Your task |
When a line below contains the word "derive", copy that line.

===== Dataset content =====

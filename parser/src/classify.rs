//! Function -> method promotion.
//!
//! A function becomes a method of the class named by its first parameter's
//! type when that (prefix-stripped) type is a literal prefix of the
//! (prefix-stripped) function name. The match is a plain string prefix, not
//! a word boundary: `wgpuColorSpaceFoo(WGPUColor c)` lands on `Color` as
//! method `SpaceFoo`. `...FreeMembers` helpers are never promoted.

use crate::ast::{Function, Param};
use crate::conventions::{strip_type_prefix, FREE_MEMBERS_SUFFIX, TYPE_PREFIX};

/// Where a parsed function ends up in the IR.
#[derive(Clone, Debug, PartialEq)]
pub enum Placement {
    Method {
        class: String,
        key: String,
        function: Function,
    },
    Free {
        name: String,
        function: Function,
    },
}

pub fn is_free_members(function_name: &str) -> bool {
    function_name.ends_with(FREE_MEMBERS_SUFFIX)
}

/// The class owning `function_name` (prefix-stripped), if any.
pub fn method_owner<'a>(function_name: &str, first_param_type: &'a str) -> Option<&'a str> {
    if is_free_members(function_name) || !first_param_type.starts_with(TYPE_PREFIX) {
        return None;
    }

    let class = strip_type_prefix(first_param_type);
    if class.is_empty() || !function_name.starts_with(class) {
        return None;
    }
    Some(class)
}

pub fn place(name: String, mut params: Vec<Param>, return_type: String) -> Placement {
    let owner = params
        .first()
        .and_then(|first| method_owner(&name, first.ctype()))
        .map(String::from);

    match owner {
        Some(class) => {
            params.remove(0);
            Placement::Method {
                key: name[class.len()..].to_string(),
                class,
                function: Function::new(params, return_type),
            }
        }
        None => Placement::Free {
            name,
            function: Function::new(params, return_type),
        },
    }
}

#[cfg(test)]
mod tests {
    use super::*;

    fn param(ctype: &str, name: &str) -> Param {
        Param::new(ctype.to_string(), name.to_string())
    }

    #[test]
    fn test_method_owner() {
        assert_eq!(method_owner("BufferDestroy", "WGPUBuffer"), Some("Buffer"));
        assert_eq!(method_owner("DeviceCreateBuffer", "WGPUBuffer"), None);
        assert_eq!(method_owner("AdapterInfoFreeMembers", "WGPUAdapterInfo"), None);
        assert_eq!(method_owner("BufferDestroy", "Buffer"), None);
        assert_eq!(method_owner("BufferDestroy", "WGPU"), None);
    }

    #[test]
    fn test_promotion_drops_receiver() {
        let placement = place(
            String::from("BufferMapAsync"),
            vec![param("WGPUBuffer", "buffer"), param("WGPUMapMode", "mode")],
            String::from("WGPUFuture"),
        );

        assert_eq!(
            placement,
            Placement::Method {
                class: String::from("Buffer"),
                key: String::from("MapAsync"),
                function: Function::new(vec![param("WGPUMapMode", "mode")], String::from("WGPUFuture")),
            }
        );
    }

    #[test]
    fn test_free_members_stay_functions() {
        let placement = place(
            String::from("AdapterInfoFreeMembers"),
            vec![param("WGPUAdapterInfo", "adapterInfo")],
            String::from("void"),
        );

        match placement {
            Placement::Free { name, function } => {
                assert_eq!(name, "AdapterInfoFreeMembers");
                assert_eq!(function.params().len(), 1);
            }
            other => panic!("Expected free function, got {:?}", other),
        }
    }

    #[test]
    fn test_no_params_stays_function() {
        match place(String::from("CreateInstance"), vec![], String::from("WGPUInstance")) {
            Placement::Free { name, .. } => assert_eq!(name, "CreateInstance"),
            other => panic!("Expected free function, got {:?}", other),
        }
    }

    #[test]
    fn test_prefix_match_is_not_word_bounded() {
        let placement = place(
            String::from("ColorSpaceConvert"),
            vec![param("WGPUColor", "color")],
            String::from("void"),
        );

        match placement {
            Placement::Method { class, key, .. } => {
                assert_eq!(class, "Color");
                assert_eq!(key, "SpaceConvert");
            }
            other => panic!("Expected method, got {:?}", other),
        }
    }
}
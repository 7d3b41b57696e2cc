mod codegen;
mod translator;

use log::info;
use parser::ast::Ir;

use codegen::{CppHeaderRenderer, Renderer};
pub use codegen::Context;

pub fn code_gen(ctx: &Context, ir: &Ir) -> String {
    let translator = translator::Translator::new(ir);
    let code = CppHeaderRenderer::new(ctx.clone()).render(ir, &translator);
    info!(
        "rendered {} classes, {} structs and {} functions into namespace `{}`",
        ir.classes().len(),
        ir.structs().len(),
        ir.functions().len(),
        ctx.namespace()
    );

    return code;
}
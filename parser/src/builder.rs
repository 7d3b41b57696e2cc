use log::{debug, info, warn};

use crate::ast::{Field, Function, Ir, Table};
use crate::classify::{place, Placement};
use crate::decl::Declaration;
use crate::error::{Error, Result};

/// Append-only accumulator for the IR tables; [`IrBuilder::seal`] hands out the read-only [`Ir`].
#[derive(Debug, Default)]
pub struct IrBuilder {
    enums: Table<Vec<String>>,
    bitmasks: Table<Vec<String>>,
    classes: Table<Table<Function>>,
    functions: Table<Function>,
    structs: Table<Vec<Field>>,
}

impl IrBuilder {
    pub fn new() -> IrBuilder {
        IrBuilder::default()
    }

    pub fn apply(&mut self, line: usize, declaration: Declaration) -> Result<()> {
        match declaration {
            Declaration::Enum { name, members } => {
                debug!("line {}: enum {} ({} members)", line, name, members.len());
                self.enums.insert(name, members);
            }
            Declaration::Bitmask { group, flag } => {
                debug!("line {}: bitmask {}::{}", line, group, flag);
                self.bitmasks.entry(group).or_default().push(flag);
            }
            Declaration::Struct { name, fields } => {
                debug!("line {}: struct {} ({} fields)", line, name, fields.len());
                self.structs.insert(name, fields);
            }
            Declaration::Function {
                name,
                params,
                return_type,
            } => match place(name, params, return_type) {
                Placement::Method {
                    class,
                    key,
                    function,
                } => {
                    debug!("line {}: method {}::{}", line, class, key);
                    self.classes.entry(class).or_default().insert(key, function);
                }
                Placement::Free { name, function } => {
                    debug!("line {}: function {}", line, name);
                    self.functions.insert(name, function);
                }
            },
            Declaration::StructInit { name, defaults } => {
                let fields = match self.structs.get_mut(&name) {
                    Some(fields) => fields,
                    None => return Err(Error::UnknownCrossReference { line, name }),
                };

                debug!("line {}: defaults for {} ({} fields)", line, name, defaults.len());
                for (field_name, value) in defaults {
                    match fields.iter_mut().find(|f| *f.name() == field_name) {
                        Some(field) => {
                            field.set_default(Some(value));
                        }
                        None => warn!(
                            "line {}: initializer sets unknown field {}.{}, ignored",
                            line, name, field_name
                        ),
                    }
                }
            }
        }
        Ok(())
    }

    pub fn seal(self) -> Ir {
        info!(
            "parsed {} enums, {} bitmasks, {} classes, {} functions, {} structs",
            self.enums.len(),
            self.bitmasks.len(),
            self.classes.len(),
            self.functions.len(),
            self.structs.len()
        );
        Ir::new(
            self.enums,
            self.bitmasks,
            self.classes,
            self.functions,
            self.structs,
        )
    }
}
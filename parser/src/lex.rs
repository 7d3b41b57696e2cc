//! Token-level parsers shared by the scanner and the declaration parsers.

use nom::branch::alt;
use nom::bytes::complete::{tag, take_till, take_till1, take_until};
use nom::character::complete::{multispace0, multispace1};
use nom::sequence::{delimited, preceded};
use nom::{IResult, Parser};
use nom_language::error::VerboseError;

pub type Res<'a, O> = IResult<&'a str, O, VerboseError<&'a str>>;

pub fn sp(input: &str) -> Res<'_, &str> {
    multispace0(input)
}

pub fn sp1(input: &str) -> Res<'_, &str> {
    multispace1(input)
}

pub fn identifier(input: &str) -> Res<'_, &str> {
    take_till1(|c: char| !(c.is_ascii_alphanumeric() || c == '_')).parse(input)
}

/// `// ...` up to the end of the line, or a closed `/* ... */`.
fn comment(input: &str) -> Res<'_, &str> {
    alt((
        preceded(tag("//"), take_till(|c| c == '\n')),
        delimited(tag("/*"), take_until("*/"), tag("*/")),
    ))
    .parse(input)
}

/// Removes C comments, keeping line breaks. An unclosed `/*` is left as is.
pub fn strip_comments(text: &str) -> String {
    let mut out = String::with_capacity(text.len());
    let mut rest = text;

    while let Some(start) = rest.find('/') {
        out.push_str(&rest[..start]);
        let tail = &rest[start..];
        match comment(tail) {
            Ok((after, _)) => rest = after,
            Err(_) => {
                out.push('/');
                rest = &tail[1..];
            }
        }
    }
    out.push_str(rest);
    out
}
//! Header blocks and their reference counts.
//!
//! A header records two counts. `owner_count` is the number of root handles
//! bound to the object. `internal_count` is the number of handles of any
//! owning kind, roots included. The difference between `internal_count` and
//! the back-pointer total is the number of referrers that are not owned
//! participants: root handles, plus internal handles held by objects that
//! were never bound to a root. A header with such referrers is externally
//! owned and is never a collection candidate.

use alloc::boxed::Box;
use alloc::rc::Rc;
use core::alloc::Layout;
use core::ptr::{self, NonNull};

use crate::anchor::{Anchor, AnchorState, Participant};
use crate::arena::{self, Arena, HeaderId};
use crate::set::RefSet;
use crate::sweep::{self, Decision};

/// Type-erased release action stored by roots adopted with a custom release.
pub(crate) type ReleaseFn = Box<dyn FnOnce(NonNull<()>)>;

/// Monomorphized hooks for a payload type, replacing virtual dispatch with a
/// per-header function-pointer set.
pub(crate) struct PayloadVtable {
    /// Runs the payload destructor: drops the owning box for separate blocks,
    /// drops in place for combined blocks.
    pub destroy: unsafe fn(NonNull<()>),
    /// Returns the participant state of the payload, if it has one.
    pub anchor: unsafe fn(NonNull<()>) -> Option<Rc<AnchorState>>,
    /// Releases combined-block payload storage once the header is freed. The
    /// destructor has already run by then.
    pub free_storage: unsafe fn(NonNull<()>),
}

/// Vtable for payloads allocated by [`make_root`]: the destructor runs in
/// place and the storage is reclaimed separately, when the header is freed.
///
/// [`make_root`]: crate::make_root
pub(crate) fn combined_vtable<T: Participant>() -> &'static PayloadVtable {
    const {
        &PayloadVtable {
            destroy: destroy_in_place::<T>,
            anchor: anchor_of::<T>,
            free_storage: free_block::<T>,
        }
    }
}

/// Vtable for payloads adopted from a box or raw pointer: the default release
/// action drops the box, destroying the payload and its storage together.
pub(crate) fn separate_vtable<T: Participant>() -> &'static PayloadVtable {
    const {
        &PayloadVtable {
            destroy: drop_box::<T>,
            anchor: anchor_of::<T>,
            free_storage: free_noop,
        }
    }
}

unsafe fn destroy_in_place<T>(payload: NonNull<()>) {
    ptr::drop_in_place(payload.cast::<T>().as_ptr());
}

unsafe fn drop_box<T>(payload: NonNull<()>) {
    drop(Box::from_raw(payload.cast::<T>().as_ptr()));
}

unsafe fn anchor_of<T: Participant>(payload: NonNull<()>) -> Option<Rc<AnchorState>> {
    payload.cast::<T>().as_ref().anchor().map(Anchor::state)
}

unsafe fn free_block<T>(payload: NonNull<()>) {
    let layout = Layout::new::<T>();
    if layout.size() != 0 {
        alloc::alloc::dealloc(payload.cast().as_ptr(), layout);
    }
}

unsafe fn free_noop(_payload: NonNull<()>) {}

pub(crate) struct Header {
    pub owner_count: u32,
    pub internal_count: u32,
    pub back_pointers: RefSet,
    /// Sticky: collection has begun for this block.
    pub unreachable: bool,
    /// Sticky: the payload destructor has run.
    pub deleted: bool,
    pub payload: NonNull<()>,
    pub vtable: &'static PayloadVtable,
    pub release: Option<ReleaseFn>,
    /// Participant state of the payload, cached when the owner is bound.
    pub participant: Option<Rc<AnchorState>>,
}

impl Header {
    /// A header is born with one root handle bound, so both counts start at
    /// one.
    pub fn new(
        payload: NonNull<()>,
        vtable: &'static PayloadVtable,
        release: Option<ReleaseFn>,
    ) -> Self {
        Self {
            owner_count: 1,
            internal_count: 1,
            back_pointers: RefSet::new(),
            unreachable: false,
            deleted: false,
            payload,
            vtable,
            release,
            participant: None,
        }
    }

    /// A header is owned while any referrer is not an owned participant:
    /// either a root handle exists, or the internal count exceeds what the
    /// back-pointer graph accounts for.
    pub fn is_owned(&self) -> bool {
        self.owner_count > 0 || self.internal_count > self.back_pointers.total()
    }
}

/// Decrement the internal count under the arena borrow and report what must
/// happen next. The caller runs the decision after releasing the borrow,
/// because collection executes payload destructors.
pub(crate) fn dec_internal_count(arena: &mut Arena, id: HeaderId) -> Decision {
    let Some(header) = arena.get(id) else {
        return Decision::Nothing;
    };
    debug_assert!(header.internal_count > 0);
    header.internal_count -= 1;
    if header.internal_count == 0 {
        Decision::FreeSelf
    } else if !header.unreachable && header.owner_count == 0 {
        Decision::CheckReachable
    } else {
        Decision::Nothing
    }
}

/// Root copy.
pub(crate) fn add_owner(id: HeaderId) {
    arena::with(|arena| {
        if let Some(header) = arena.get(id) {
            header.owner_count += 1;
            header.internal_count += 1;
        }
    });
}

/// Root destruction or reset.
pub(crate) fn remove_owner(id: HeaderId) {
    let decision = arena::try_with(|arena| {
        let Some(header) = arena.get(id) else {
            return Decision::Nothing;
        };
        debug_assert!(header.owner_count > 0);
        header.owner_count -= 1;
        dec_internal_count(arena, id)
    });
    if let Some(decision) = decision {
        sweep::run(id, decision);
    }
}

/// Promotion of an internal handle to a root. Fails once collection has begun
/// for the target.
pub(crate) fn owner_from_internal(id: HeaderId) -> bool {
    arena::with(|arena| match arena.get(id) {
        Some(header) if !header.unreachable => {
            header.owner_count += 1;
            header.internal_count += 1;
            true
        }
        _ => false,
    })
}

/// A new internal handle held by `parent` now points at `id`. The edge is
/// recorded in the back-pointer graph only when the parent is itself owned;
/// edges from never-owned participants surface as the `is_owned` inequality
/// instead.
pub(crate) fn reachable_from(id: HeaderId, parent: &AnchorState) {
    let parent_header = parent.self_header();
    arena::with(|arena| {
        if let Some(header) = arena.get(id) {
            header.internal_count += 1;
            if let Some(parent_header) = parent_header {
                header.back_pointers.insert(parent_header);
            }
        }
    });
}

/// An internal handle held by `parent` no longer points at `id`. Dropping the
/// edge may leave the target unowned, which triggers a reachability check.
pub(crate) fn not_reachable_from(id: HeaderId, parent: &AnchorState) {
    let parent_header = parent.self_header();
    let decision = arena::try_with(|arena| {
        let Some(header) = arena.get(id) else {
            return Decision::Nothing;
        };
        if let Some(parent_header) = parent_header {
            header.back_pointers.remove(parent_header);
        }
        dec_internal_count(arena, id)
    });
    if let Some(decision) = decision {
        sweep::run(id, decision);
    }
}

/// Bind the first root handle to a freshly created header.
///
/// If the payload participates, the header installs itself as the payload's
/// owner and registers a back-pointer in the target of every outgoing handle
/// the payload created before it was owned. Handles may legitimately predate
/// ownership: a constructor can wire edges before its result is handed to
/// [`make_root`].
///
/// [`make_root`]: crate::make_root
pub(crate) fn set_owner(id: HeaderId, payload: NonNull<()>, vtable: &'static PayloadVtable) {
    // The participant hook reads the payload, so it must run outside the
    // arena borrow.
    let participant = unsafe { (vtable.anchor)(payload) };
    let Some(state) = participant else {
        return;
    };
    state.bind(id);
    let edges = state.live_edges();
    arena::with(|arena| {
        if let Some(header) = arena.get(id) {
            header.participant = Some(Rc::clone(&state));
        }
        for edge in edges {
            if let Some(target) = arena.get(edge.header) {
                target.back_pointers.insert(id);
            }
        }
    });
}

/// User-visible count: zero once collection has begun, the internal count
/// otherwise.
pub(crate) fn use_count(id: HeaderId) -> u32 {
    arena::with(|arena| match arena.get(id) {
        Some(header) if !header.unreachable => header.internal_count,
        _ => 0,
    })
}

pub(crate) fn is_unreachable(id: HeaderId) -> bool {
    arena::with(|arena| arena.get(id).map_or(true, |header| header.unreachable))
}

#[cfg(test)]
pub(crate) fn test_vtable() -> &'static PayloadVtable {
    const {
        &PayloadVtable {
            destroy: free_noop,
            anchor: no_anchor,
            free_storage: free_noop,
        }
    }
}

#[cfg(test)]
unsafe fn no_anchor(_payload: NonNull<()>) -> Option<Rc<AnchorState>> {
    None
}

=====

Answer to the exercise |
#[derive(Clone, Debug, PartialEq)]
#[derive(Debug, Default)]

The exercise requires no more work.